GIVEN DATA:
* * * * * * * * *

use assert_cmd::Command;
use predicates::prelude::*;
use serde_json::{json, Value};
use std::f64::consts::PI;
use std::path::Path;
use tempfile::TempDir;

use squat_coach::models::{Landmark, LandmarkIndex, PoseFrame, NUM_LANDMARKS};

/// Frontal squat frame with the hips at `hip_y`
fn frame(i: usize, hip_y: f64) -> PoseFrame {
    let shoulder_y = hip_y - 0.22;
    let mut landmarks = [Landmark::new(0.5, shoulder_y - 0.12, 0.0, 0.9); NUM_LANDMARKS];
    let mut set = |idx: LandmarkIndex, x: f64, y: f64| {
        landmarks[idx as usize] = Landmark::new(x, y, 0.0, 0.9);
    };
    set(LandmarkIndex::LeftShoulder, 0.375, shoulder_y);
    set(LandmarkIndex::RightShoulder, 0.625, shoulder_y);
    set(LandmarkIndex::LeftHip, 0.44, hip_y);
    set(LandmarkIndex::RightHip, 0.56, hip_y);
    set(LandmarkIndex::LeftKnee, 0.42, 0.62);
    set(LandmarkIndex::RightKnee, 0.58, 0.62);
    set(LandmarkIndex::LeftAnkle, 0.4, 0.9);
    set(LandmarkIndex::RightAnkle, 0.6, 0.9);
    set(LandmarkIndex::LeftHeel, 0.4, 0.91);
    set(LandmarkIndex::RightHeel, 0.6, 0.91);
    set(LandmarkIndex::LeftFootIndex, 0.4, 0.93);
    set(LandmarkIndex::RightFootIndex, 0.6, 0.93);

    PoseFrame::new(i as f64 / 30.0, landmarks)
}

/// Detection stream JSON: standing padding, `reps` squats, standing padding,
/// plus one frame where the detector found nobody
fn write_stream(dir: &Path, name: &str, reps: usize, pad: usize) -> std::path::PathBuf {
    let total = reps * 30 + 2 * pad;
    let mut entries: Vec<Value> = (0..total)
        .map(|i| {
            let hip_y = if i < pad || i >= pad + reps * 30 {
                0.5
            } else {
                0.625 - 0.125 * (2.0 * PI * (i - pad) as f64 / 30.0).cos()
            };
            serde_json::to_value(frame(i, hip_y)).unwrap()
        })
        .collect();
    entries.push(json!({ "timestamp": total as f64 / 30.0, "landmarks": null }));

    let path = dir.join(name);
    std::fs::write(&path, serde_json::to_string(&entries).unwrap()).unwrap();
    path
}

fn cli(dir: &TempDir) -> Command {
    let mut cmd = Command::cargo_bin("squat-coach").unwrap();
    cmd.arg("--config").arg(dir.path().join("config.toml"));
    cmd.env_remove("RUST_LOG");
    cmd
}

#[test]
fn test_help_command() {
    let mut cmd = Command::cargo_bin("squat-coach").unwrap();
    cmd.arg("--help");

    cmd.assert()
        .success()
        .stdout(predicate::str::contains("squat form analysis"))
        .stdout(predicate::str::contains("analyze"))
        .stdout(predicate::str::contains("trim"));
}

#[test]
fn test_version_command() {
    let mut cmd = Command::cargo_bin("squat-coach").unwrap();
    cmd.arg("--version");

    cmd.assert()
        .success()
        .stdout(predicate::str::contains("0.1.0"));
}

#[test]
fn test_completions_command() {
    let mut cmd = Command::cargo_bin("squat-coach").unwrap();
    cmd.arg("completions").arg("bash");

    cmd.assert()
        .success()
        .stdout(predicate::str::contains("complete -F"))
        .stdout(predicate::str::contains("squat-coach"));
}

#[test]
fn test_analyze_text_report() {
    let dir = TempDir::new().unwrap();
    let input = write_stream(dir.path(), "squats.json", 3, 0);

    cli(&dir)
        .arg("analyze")
        .arg(&input)
        .assert()
        .success()
        .stdout(predicate::str::contains("Reps: 3"))
        .stdout(predicate::str::contains("Camera: frontal"))
        .stdout(predicate::str::contains("Knee tracking"));
}

#[test]
fn test_analyze_json_report() {
    let dir = TempDir::new().unwrap();
    let input = write_stream(dir.path(), "squats.json", 3, 0);

    let output = cli(&dir)
        .arg("analyze")
        .arg(&input)
        .args(["--format", "json"])
        .output()
        .unwrap();
    assert!(output.status.success());

    let report: Value = serde_json::from_slice(&output.stdout).unwrap();
    assert_eq!(report["repCount"], 3);
    assert_eq!(report["exerciseType"], "squat");
    assert_eq!(report["reps"].as_array().unwrap().len(), 3);
}

#[test]
fn test_analyze_motionless_clip_fails_with_guidance() {
    let dir = TempDir::new().unwrap();
    let input = write_stream(dir.path(), "standing.json", 0, 45);

    cli(&dir)
        .arg("analyze")
        .arg(&input)
        .assert()
        .failure()
        .stderr(predicate::str::contains("No squat repetition detected"))
        .stderr(predicate::str::contains("Record at least one full squat"));
}

#[test]
fn test_pipeline_errors_are_reported_once() {
    let dir = TempDir::new().unwrap();
    let input = write_stream(dir.path(), "standing.json", 0, 45);

    for (command, step) in [("analyze", "Analysis failed"), ("trim", "Trim failed")] {
        let output = cli(&dir).arg(command).arg(&input).output().unwrap();
        assert!(!output.status.success());

        let stderr = String::from_utf8_lossy(&output.stderr);
        assert_eq!(stderr.matches("No squat repetition detected").count(), 1, "{command}: {stderr}");
        assert_eq!(stderr.matches("Record at least one full squat").count(), 1, "{command}: {stderr}");
        assert!(stderr.contains(step), "{command}: {stderr}");
        assert!(stderr.contains('✗'), "{command}: {stderr}");
    }
}

#[test]
fn test_analyze_missing_file_fails() {
    let dir = TempDir::new().unwrap();

    cli(&dir)
        .arg("analyze")
        .arg(dir.path().join("nope.json"))
        .assert()
        .failure()
        .stderr(predicate::str::contains("Failed to read landmark file"));
}

#[test]
fn test_trim_writes_output_file() {
    let dir = TempDir::new().unwrap();
    let input = write_stream(dir.path(), "padded.json", 3, 150);
    let output = dir.path().join("trimmed.json");

    cli(&dir)
        .arg("trim")
        .arg(&input)
        .arg("--output")
        .arg(&output)
        .assert()
        .success()
        .stdout(predicate::str::contains("Trimmed to frames"));

    let clip: Value = serde_json::from_str(&std::fs::read_to_string(&output).unwrap()).unwrap();
    let start = clip["startFrame"].as_u64().unwrap();
    let end = clip["endFrame"].as_u64().unwrap();
    assert!(start < 150 && end >= 240);
    assert_eq!(clip["frames"].as_array().unwrap().len() as u64, end - start + 1);
}

#[test]
fn test_config_path_honors_flag() {
    let dir = TempDir::new().unwrap();

    cli(&dir)
        .args(["config", "path"])
        .assert()
        .success()
        .stdout(predicate::str::contains("config.toml"));
}

#[test]
fn test_config_show_with_missing_file_uses_defaults() {
    let dir = TempDir::new().unwrap();

    cli(&dir)
        .args(["config", "show"])
        .assert()
        .success()
        .stdout(predicate::str::contains("trim_buffer_seconds"))
        .stdout(predicate::str::contains("reject_non_squat"));
}

#[test]
fn test_config_init_creates_file() {
    let dir = TempDir::new().unwrap();

    cli(&dir).args(["config", "init"]).assert().success();
    assert!(dir.path().join("config.toml").exists());

    cli(&dir)
        .args(["config", "init"])
        .assert()
        .success()
        .stdout(predicate::str::contains("already exists"));
}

* * * * * * * * *

EXERCISE DETAILS:
Filter the listing above by the word "args"; copy each line that passes.

FINISHED EXERCISE:
        .args(["--format", "json"])
        .args(["config", "path"])
        .args(["config", "show"])
    cli(&dir).args(["config", "init"]).assert().success();
        .args(["config", "init"])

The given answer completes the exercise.